[Dataset entries]
_ _ _ _

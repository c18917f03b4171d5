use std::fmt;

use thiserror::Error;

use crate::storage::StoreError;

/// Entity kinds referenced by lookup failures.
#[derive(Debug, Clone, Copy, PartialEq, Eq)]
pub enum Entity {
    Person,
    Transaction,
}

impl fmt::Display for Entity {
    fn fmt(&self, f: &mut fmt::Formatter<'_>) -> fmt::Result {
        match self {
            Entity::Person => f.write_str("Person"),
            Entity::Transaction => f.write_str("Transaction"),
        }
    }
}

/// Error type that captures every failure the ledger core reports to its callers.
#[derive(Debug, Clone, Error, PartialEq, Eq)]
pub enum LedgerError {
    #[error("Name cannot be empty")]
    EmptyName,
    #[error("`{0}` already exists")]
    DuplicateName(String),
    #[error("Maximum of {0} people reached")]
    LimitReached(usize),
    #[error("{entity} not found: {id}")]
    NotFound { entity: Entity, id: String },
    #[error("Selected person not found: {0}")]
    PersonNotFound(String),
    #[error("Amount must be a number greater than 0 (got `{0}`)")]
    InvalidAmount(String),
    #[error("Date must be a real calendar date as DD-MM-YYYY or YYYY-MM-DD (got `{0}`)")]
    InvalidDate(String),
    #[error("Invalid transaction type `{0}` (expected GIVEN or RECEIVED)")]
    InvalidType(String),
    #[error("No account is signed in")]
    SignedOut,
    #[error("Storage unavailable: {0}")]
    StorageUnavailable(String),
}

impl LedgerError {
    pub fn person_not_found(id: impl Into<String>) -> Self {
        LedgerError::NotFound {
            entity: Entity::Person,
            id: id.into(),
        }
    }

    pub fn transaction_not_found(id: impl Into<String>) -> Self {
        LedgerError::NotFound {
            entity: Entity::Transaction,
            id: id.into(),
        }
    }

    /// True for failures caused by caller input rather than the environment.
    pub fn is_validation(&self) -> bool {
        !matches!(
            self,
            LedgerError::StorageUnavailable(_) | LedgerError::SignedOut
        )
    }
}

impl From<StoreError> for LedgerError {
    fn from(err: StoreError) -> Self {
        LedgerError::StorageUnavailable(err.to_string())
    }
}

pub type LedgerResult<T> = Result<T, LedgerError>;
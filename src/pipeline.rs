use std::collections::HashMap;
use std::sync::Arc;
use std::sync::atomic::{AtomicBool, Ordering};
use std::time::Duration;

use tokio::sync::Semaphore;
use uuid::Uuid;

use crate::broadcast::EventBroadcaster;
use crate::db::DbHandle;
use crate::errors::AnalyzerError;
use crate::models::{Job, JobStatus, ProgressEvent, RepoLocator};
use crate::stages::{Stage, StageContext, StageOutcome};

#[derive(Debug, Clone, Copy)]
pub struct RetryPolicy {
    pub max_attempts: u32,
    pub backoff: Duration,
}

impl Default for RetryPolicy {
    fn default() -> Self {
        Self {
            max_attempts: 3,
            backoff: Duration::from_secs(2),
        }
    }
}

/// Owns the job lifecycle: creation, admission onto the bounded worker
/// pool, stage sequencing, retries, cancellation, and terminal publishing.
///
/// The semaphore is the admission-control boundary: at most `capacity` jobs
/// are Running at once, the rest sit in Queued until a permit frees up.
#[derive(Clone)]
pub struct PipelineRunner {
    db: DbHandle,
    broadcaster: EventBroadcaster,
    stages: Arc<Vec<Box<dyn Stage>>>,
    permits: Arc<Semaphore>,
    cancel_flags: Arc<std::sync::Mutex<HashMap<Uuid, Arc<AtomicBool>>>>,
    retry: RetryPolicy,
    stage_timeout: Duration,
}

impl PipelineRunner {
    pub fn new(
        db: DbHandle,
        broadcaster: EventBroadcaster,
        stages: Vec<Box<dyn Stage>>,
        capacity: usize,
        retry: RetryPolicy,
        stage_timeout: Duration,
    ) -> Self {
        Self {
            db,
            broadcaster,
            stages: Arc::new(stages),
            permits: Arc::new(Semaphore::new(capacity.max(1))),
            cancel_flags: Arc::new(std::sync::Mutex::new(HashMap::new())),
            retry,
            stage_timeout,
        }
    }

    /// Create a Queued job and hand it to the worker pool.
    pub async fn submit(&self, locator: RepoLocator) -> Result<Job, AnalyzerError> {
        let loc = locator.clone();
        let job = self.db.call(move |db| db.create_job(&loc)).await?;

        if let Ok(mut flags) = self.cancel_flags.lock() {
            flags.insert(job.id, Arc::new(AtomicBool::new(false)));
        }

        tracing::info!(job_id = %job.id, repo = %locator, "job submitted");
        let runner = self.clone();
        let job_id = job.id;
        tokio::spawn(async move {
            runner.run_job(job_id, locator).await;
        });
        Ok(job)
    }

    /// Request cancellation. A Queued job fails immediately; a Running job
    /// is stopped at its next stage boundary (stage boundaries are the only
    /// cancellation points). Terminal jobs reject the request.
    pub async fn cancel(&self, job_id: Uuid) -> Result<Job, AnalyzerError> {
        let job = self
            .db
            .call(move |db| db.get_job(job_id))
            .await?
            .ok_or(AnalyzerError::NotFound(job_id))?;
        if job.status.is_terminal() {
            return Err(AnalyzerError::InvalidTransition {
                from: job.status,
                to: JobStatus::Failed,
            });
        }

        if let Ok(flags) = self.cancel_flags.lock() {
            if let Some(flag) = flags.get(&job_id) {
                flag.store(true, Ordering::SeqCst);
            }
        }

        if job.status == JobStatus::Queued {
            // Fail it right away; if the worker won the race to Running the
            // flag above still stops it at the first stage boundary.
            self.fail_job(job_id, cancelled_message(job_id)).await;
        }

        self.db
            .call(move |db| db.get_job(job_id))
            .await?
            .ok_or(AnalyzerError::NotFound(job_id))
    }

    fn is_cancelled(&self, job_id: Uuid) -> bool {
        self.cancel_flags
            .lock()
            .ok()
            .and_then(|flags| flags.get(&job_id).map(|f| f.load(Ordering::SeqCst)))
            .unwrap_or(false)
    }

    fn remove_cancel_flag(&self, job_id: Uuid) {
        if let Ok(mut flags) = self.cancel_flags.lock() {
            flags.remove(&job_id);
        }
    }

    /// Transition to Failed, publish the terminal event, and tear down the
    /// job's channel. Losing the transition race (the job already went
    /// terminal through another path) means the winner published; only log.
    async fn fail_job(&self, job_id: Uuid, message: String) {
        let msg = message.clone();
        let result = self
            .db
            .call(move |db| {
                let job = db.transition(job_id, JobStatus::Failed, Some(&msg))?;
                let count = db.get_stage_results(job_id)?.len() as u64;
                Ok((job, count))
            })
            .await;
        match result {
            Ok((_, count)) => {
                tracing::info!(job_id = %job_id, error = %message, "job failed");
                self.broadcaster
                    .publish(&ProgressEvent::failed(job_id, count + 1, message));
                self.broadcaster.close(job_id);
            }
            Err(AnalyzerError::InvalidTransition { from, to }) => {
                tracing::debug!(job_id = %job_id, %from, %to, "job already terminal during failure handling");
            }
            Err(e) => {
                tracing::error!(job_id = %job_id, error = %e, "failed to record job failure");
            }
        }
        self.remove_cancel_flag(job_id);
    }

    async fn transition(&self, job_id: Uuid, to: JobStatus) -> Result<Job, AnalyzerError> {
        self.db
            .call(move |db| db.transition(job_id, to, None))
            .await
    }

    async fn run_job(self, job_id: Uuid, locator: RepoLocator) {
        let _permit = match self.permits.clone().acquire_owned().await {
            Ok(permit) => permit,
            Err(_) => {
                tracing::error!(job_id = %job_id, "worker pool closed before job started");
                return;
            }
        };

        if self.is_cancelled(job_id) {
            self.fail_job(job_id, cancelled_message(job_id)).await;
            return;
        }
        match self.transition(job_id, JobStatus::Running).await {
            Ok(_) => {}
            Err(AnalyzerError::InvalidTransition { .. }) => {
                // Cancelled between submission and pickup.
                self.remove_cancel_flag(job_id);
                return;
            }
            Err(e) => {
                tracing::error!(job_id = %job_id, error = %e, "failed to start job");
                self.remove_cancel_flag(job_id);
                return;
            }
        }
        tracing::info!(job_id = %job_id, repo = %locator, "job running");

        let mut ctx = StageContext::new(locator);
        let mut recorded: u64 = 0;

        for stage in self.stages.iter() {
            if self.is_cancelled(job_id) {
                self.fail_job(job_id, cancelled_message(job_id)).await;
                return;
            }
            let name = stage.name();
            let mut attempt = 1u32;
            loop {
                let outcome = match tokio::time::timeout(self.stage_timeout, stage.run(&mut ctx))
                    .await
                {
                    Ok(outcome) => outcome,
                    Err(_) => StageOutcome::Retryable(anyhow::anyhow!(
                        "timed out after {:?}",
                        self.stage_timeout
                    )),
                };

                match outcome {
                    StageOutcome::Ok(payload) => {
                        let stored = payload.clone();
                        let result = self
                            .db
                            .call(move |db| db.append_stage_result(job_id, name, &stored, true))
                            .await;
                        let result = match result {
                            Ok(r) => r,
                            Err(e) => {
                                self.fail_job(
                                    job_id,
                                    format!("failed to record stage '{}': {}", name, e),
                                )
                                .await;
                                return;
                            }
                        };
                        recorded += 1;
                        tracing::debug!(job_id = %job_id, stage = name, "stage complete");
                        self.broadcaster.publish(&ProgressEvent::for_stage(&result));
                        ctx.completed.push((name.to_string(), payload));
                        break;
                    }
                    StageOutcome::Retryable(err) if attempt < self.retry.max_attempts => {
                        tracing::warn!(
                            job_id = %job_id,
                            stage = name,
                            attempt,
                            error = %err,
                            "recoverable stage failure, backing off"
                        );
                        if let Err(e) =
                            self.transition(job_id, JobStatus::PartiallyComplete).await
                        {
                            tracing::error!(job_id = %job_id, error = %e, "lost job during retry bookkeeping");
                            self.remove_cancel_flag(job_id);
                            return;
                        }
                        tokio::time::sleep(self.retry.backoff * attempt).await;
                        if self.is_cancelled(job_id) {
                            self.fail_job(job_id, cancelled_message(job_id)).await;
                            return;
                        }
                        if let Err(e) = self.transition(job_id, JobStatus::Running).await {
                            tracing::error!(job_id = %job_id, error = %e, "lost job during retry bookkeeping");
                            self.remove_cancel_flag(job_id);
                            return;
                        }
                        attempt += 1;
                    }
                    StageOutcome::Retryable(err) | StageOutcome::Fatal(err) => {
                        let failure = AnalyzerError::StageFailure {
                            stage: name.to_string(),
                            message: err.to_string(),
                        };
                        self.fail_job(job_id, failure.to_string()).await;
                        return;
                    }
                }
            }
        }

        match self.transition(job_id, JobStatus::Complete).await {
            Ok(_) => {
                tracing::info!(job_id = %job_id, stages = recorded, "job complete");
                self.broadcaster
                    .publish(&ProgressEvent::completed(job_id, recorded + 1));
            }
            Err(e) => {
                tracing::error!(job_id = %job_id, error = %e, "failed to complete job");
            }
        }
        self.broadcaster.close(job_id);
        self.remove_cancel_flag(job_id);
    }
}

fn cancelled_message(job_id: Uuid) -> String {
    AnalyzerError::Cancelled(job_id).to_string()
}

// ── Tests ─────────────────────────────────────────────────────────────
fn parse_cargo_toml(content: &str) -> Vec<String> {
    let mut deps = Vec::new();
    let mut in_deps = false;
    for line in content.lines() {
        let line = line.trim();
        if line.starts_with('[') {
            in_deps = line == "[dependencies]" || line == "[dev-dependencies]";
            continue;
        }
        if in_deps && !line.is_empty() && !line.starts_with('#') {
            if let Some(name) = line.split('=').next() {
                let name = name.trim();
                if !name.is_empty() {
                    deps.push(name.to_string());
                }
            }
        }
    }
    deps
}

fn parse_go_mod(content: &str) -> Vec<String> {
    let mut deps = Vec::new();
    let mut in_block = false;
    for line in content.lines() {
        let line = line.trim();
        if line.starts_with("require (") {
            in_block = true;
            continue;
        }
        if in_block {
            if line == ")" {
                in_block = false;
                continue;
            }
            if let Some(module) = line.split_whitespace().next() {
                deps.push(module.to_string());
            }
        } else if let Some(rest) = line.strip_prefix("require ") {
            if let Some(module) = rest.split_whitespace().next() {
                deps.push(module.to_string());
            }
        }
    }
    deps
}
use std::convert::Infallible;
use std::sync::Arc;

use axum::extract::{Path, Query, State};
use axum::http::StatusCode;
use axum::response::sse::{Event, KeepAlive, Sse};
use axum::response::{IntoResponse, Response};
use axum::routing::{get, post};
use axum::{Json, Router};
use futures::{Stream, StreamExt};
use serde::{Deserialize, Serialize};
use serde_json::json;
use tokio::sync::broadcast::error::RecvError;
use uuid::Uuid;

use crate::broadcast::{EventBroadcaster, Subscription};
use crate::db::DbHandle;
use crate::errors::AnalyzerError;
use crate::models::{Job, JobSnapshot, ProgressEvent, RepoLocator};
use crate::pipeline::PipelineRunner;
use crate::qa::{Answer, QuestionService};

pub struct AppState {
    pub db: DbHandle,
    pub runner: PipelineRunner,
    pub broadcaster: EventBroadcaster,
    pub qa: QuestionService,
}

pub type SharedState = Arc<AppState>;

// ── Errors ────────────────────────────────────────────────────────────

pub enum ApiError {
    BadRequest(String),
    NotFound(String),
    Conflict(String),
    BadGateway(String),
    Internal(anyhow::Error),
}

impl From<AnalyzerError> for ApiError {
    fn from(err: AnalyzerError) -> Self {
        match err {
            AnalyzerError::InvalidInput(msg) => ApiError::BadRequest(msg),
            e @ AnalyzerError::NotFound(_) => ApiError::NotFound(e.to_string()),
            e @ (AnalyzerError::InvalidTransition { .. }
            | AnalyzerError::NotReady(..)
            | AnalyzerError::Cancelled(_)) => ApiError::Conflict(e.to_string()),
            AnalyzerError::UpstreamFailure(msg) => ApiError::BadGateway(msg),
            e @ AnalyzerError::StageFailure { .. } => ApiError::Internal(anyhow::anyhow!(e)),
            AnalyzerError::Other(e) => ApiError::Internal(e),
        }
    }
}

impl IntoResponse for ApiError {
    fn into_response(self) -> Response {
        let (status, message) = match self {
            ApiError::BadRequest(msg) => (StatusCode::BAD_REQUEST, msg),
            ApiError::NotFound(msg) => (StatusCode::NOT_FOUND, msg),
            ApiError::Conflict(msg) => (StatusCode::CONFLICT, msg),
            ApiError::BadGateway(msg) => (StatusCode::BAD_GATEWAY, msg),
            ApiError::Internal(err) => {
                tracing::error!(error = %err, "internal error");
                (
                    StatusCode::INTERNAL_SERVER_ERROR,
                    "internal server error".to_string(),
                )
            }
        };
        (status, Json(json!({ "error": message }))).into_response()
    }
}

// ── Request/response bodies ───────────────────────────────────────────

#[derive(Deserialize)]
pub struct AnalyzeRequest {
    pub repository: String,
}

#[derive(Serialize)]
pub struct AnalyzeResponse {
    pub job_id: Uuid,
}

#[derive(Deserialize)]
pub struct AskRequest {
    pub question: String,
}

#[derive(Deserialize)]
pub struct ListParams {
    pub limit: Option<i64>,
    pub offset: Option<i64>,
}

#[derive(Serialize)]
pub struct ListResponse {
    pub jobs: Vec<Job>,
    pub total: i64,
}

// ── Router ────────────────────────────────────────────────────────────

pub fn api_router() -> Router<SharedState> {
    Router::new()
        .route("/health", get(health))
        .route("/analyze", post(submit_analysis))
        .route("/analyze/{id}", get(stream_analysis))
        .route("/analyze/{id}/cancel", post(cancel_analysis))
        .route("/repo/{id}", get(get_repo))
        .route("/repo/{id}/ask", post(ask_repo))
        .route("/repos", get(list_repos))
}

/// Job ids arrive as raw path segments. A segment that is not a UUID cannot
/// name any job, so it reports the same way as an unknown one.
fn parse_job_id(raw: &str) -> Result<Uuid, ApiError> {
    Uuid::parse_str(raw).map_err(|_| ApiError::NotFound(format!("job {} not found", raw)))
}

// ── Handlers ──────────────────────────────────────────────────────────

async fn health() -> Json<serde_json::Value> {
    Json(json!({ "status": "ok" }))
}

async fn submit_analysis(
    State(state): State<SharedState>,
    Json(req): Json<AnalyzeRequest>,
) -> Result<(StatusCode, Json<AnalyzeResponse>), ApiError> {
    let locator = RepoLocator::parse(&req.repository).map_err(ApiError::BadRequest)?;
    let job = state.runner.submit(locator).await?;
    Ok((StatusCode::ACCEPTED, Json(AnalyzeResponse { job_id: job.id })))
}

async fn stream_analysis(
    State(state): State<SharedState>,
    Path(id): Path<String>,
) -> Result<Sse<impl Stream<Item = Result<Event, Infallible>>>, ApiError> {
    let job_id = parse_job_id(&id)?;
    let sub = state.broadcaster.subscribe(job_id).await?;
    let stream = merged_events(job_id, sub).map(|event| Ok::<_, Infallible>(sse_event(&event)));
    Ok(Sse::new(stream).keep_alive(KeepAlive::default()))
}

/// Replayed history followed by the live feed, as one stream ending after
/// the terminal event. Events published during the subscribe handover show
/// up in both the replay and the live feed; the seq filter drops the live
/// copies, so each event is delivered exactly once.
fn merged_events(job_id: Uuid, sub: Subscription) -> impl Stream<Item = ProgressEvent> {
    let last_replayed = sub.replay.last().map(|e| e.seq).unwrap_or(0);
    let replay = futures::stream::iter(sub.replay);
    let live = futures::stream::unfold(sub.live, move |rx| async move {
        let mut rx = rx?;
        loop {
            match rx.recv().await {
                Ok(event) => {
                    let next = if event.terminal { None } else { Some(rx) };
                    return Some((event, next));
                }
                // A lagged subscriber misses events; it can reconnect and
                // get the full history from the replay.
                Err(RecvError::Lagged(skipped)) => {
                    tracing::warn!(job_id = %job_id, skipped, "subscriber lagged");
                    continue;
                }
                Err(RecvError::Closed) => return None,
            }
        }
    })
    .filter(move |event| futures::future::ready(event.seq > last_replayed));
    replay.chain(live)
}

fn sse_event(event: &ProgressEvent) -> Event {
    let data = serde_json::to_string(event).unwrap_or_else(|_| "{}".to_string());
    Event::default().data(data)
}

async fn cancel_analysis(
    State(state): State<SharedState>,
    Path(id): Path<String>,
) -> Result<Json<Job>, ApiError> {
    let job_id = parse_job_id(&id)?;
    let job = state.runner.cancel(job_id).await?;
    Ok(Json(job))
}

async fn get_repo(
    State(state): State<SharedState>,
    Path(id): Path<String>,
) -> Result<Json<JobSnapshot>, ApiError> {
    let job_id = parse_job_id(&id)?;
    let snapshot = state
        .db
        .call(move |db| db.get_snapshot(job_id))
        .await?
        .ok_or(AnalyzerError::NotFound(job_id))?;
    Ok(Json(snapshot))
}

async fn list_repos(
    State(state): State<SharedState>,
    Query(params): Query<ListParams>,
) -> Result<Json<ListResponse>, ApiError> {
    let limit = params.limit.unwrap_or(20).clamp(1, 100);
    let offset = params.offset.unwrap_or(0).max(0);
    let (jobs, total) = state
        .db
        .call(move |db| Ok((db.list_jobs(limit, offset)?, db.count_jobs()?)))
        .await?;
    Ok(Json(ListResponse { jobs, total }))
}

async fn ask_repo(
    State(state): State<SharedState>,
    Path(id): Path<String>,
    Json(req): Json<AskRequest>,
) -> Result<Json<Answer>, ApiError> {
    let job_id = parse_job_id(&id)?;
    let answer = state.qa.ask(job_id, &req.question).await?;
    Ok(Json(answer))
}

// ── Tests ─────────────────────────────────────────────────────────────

_ _ _ _

» Exercise aim
Find how many lines of the entries contain "Copy". Respond with the number only.

» Answer to this task
2